Following the enactment of Law 5162/2024, a series of incentives and tax advantages have been introduced with a focus on development and innovation.
The law explicitly mentions (Article 2) the introduction of new provisions, as well as the modification of existing ones, regarding "tax incentives for research, development, and enhancement of innovation and start-ups".
New Tax Incentives
Specific and expanded tax incentives are provided concerning the conduct of expenses associated with scientific and technological research (“R&D”), the exploitation of patents (“Patent Box”), and the extension of incentives for angel investors.
The implementation of these advantages applies as of the tax year 2025 and onwards.
R&D expenses
► The existing "super-deduction" incentive (100%) on R&D expenses (including depreciations), is extended as follows:
► Expenses incurred by enterprises for projects or services provided to
1. enterprises registered in the National Registry of Start-ups (Article 47 of Law 4712/2020) or
2. research centers or technological institutes (Article 13A of Law 4310/2014) or
3. University Research and Innovation Centers (PA.K.E.K.) or Joint Research Institutes (K.E.I.) or University Research Institutes (E.P.I.) (Articles 131 and 134 and Chapter KΘ' of Law 4957/2022), provided that these enterprises are not affiliated with the project or service recipient, are tax deductible from the gross income of these enterprises, at the time of their realization, increased by 150%.
► Additionally, for very small, small, and medium-sized enterprises (“SMEs”, as defined in the Annex to the Commission Recommendation 2003/361/EC of May 6, 2003*), an increased deduction of 200% is provided on R&D (depreciation included) expenses. This incentive is granted on the condition that scientific and technological research expenses correspond to more than 20% of the total expenses incurred in the same fiscal year.
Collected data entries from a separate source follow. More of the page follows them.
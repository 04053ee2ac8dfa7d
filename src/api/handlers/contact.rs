//! Contact form submission.
//!
//! Accepts JSON or `application/x-www-form-urlencoded` bodies. Bodies with
//! any other content type are tried as JSON first and then as a form.

use axum::{
    body::Bytes,
    extract::State,
    http::{header::CONTENT_TYPE, HeaderMap},
    Json,
};
use tracing::{info, instrument};

use crate::api::middleware::error::ApiError;
use crate::api::models::{ContactRequest, ContactResponse};
use crate::app_state::AppState;
use crate::email::EmailMessage;

/// A validated submission: both fields present and trimmed.
#[derive(Debug, Clone, PartialEq, Eq)]
pub struct ContactSubmission {
    /// Visitor name
    pub name: String,
    /// Visitor phone number
    pub phone: String,
}

impl ContactRequest {
    /// Parse a request body according to its content type.
    ///
    /// # Errors
    ///
    /// Returns [`ApiError::InvalidBody`] when a JSON body is malformed or a
    /// field has the wrong type.
    pub fn parse(content_type: &str, body: &[u8]) -> Result<Self, ApiError> {
        if body.is_empty() {
            return Ok(Self::default());
        }

        if content_type.contains("application/json") {
            serde_json::from_slice(body)
                .map_err(|e| ApiError::InvalidBody(format!("Invalid JSON body: {e}")))
        } else if content_type.contains("application/x-www-form-urlencoded") {
            Ok(Self::from_form(body))
        } else {
            Ok(serde_json::from_slice(body).unwrap_or_else(|_| Self::from_form(body)))
        }
    }

    fn from_form(body: &[u8]) -> Self {
        let mut request = Self::default();
        // First value wins for repeated keys
        for (key, value) in url::form_urlencoded::parse(body) {
            match key.as_ref() {
                "name" if request.name.is_none() => request.name = Some(value.into_owned()),
                "phone" if request.phone.is_none() => request.phone = Some(value.into_owned()),
                _ => {}
            }
        }
        request
    }

    /// Check that `name` and `phone` are present and not blank.
    ///
    /// # Errors
    ///
    /// Returns [`ApiError::MissingFields`] naming every missing field.
    pub fn validate(self) -> Result<ContactSubmission, ApiError> {
        let name = self.name.as_deref().map(str::trim).unwrap_or_default();
        let phone = self.phone.as_deref().map(str::trim).unwrap_or_default();

        let mut missing = Vec::new();
        if name.is_empty() {
            missing.push("name");
        }
        if phone.is_empty() {
            missing.push("phone");
        }
        if !missing.is_empty() {
            return Err(ApiError::MissingFields(missing));
        }

        Ok(ContactSubmission {
            name: name.to_string(),
            phone: phone.to_string(),
        })
    }
}

#[utoipa::path(
    post,
    path = "/contact",
    request_body = ContactRequest,
    responses(
        (status = 200, description = "Submission accepted", body = ContactResponse),
        (status = 400, description = "Missing name or phone", body = crate::api::models::ErrorResponse),
        (status = 500, description = "Email could not be sent", body = crate::api::models::ErrorResponse)
    ),
    tag = "Contact"
)]
/// Accept a contact submission and forward it by email.
#[instrument(skip_all)]
pub async fn create_contact(
    State(state): State<AppState>,
    headers: HeaderMap,
    body: Bytes,
) -> Result<Json<ContactResponse>, ApiError> {
    let content_type = headers
        .get(CONTENT_TYPE)
        .and_then(|value| value.to_str().ok())
        .unwrap_or_default()
        .to_ascii_lowercase();

    let submission = ContactRequest::parse(&content_type, &body)?.validate()?;

    let message =
        EmailMessage::contact_submission(&state.settings, &submission.name, &submission.phone);
    state.mailer.send(&message).await?;

    info!(name = %submission.name, "Landing form submission");

    Ok(Json(ContactResponse {
        status: "ok".to_string(),
    }))
}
► Provided that the above criteria for SMEs are met and, on the additional condition that the R&D expenses within a fiscal year exceed the average of the corresponding expenses of the previous 2 years (based on the company's accounting records), these expenses are deducted from the gross income of the SMEs at the time of their realization, further increased by 15%.
► It should be noted that if the conditions for various “super-deduction” cases are met, the most favorable one will apply.
Patent Box
► Business profits of an enterprise from the exploitation of a patent recognized internationally in its name, being developed by the enterprise itself, continue to be exempt from income tax for up to 3 consecutive tax years, starting from the year in which these profits are first realized.
► In addition, for the next 7 consecutive years, a 10% exemption from the payable income tax is provided on the business's profits derived from the exploitation of the patent, on the condition that there is a connection with the R&D expenses incurred by the business for the development of the patent.
Extension of Incentives for Angel Investors
► Existing tax incentive referring to the deduction from taxable income of up to 50% of the capital contribution to a start-up, is extended to capital contributions to Closed-End Mutual Funds (“A.K.E.S.”) established domestically and managed by a domestic company for the purpose of making venture capital investments.
A new taxation method for A.K.E.S. is also introduced, replacing the existing framework and establishing two alternative taxation methods (optional and subject to conditions)
Other Provisions
Extension regarding the suspension of Value Added Tax (VAT) on real estate
► The option for a taxable person (constructor) to apply for a VAT exemption regarding the sale of new buildings is extended up until December 31, 2025.
Extension regarding the suspension of Article 41 of the Income Tax Code for the imposition of capital gains tax on the transfer of real estate
► The suspension on application of Article 41 of the Income Tax Code, which imposes tax on income from capital gains deriving from the transfer of real estate, is extended until December 31, 2026.
Tax deduction on donations to General Government Εntities
► The new law provides explicitly as regards donations towards entities supervised by the Ministries of Health and Education, Religious Affairs, and Sports (such as public hospitals and other entities of the National Health System, public educational institutions of all levels, and public libraries).
► Donations towards the said entities qualify as deductible expenses for determining taxable profits of non-profit legal entities.